■ Your goal
Copy each line of the following data that contains "interpreter".

Supplied records below:

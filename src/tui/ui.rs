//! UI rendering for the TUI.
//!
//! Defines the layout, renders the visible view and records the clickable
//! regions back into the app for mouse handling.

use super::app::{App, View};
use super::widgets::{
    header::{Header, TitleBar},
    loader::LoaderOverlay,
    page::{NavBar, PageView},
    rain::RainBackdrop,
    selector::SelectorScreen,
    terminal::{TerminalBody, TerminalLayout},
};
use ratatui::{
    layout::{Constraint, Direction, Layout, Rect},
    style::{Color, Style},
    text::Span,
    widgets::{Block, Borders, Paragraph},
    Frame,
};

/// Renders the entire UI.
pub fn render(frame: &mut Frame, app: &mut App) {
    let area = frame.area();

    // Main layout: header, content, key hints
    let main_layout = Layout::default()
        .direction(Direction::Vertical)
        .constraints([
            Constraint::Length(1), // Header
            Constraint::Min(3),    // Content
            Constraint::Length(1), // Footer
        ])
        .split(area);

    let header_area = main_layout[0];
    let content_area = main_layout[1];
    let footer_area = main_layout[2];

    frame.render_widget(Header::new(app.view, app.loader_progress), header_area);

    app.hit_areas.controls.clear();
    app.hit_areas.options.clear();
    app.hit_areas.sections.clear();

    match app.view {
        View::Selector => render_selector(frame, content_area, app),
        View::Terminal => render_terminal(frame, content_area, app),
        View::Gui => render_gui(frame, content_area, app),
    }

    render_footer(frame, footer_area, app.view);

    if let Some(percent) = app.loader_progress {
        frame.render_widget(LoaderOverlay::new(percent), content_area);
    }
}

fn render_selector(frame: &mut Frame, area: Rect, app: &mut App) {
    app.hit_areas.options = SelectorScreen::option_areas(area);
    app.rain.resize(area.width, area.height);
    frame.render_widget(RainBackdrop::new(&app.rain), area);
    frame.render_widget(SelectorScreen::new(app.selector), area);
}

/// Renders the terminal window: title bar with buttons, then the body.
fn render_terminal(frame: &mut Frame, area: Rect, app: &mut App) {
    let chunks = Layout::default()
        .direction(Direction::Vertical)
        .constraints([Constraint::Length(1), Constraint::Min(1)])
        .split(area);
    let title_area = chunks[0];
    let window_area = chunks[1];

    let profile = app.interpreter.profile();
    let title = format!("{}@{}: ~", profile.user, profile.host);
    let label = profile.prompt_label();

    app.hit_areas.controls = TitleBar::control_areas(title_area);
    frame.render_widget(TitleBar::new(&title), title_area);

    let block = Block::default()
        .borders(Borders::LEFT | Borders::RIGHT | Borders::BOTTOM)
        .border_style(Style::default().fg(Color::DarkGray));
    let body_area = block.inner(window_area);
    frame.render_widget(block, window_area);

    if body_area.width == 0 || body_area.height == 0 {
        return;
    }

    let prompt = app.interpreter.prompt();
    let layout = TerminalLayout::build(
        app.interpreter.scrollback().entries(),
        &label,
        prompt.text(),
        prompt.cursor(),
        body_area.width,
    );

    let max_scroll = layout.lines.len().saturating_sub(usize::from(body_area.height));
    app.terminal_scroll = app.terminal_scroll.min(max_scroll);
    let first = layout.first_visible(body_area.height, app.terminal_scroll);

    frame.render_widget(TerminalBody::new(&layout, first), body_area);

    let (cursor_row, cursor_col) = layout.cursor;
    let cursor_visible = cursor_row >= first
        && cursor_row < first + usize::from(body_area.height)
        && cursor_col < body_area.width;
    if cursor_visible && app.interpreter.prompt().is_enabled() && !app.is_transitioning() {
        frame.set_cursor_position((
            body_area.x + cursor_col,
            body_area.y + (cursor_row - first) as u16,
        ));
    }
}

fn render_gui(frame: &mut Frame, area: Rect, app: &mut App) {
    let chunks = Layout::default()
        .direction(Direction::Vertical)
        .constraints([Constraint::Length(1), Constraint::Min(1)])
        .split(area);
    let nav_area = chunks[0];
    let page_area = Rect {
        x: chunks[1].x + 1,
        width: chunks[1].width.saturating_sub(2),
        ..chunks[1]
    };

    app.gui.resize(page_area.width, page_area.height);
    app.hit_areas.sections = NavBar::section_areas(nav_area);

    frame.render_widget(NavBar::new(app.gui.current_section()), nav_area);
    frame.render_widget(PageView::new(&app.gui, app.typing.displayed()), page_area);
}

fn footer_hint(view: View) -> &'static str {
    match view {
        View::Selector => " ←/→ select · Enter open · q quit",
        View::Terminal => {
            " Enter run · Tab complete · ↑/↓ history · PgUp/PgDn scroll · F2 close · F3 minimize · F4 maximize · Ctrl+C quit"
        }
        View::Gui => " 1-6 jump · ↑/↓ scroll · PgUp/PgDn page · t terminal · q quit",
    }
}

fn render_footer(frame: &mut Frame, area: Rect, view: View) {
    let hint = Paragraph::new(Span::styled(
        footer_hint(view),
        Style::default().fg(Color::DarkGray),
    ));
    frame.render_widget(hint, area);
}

End of Supplied records.

■ Reply
    let profile = app.interpreter.profile();
    let prompt = app.interpreter.prompt();
        app.interpreter.scrollback().entries(),
    if cursor_visible && app.interpreter.prompt().is_enabled() && !app.is_transitioning() {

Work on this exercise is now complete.